4. Develop A Perspective On What You Think Is Overpriced Or Underpriced
“The best investment stops being a good investment when you pay too much for it, so it helps to think through which amenities you think are overvalued or undervalued,” Popov said. “Deals are hard to come by in today’s market, but they arise when you disagree with the market (and you happen to be right). Explore property dis-amenities that you think renters or future buyers ultimately won’t care about.”
Fiorilla also stressed the importance of knowing your investment options.
“Small investors need not go it alone,” he said. “They should explore the rapidly growing crowdfunding industry, which enables retail investors to pool together capital in syndicates that are led by experienced managers.”
5. Understand The Wave Of Local Regulations
“Most investors are tuned into the tax implications of real estate investment, but as housing policy takes center stage at the state and local level, the likelihood that policy changes affect your return and risk grows,” Popov explained. “Research current proposals and understand the way the tide is headed in the local market to predict whether or not your investment has upside or downside risk related to new ordinances and regulations.”
6. Make Sure You Have Enough Capital
“Just having enough capital to buy a rental property is not enough. Investors need to have capital set aside for contingencies such as mortgage reserves, building repairs and property upgrades for improving energy efficiency and catering to evolving tenant demand,” Fiorilla said.
7. Consider Risk Management
“As you continue investing, be sure to consider all aspects of applicable risk management, something of growing importance in the investment sphere. For instance, give thought to how your ownership is structured,” Pinnegar said. “Can you protect your liabilities if something happens at one of your properties?
“As another example, be sure to check your insurance policies. Are you covered with what may seem like insignificant policies — flood insurance or cyber insurance? These seemingly minor decisions can have incredible impacts on your portfolio and investment success long term.”

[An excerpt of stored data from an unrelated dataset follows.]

//! Job-local event sink.

use std::path::{Path, PathBuf};
use std::sync::atomic::{AtomicBool, Ordering};
use std::sync::Arc;

use crate::download::gate::CompletionGate;
use crate::download::state::JobState;
use crate::error::Error;
use crate::fs::relocate;
use crate::output::{render, ProgressDisplay};
use crate::transport::{Completion, EventHandler, SUCCESS_STATUS};

/// Consumes one job's transport events.
///
/// Updates the job state, redraws the progress line, moves the finished file
/// into place and releases the gate on the first terminal outcome. Events
/// after that are ignored.
pub struct JobHandler {
    locator: String,
    label: String,
    destination: PathBuf,
    state: Arc<JobState>,
    gate: CompletionGate,
    delivered: AtomicBool,
    display: Option<Arc<dyn ProgressDisplay>>,
    line_width: usize,
}

impl JobHandler {
    pub fn new(
        locator: String,
        label: String,
        destination: PathBuf,
        state: Arc<JobState>,
        gate: CompletionGate,
    ) -> Self {
        Self {
            locator,
            label,
            destination,
            state,
            gate,
            delivered: AtomicBool::new(false),
            display: None,
            line_width: crate::output::DEFAULT_LINE_WIDTH,
        }
    }

    pub fn with_display(
        mut self,
        display: Option<Arc<dyn ProgressDisplay>>,
        line_width: usize,
    ) -> Self {
        self.display = display;
        self.line_width = line_width;
        self
    }

    /// Record a terminal error and release the gate.
    fn finish_with(&self, error: Error) {
        tracing::debug!("{}", error);
        self.state.fail(error);
        self.gate.signal();
    }

    fn finish_data(&self, location: &Path) -> std::io::Result<()> {
        let size = std::fs::metadata(location)?.len();
        self.state.settle_expected(size);
        self.state.record_progress(size, 0);
        relocate(location, &self.destination)
    }
}

impl EventHandler for JobHandler {
    fn on_progress(&self, bytes_written: u64, bytes_expected: u64) {
        if self.gate.is_signaled() {
            return;
        }

        let (current, total) = self.state.record_progress(bytes_written, bytes_expected);
        if let Some(display) = &self.display {
            display.display(&render(&self.label, current, total, self.line_width), true);
        }
    }

    fn on_data_ready(&self, location: &Path, status: u16) {
        if self.gate.is_signaled() {
            return;
        }

        // An error body never reaches the destination; completion classifies it.
        if status != SUCCESS_STATUS {
            tracing::debug!(
                "Not keeping HTTP {} response body for {}",
                status,
                self.locator
            );
            return;
        }

        match self.finish_data(location) {
            Ok(()) => {
                self.delivered.store(true, Ordering::Release);
                tracing::debug!("Saved {}", self.destination.display());
            }
            Err(source) => self.finish_with(Error::Filesystem {
                path: self.destination.clone(),
                source,
            }),
        }
    }

    fn on_complete(&self, completion: Completion) {
        match completion {
            Err(message) => {
                tracing::debug!("Transport error for {}: {}", self.locator, message);
                self.state.fail(Error::Transport {
                    locator: self.locator.clone(),
                    message,
                });
            }
            Ok(status) if status != SUCCESS_STATUS => {
                self.state.fail(Error::UnexpectedResponse {
                    locator: self.locator.clone(),
                    status,
                });
            }
            Ok(_) if !self.state.has_failed() && !self.delivered.load(Ordering::Acquire) => {
                self.state.fail(Error::Transport {
                    locator: self.locator.clone(),
                    message: "transfer completed without delivering data".to_string(),
                });
            }
            Ok(_) => {}
        }

        if !self.gate.signal() {
            tracing::debug!("Late completion for {} ignored", self.locator);
        }
    }
}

8. Be Patient And Structure Your Holdings For The Future
“Make sure to give thought to your long-term plans. For instance, do you plan to sell all of your properties at some point? Do you plan to pass them along as generational wealth? Giving these decisions consideration now will help increase the success of your investments down the road,” Pinnegar said.
Success takes time. “Although that return can be increased with judicious use of leverage and rent growth, it is important to understand that success takes time, management expertise, and good fortune,” Fiorilla said.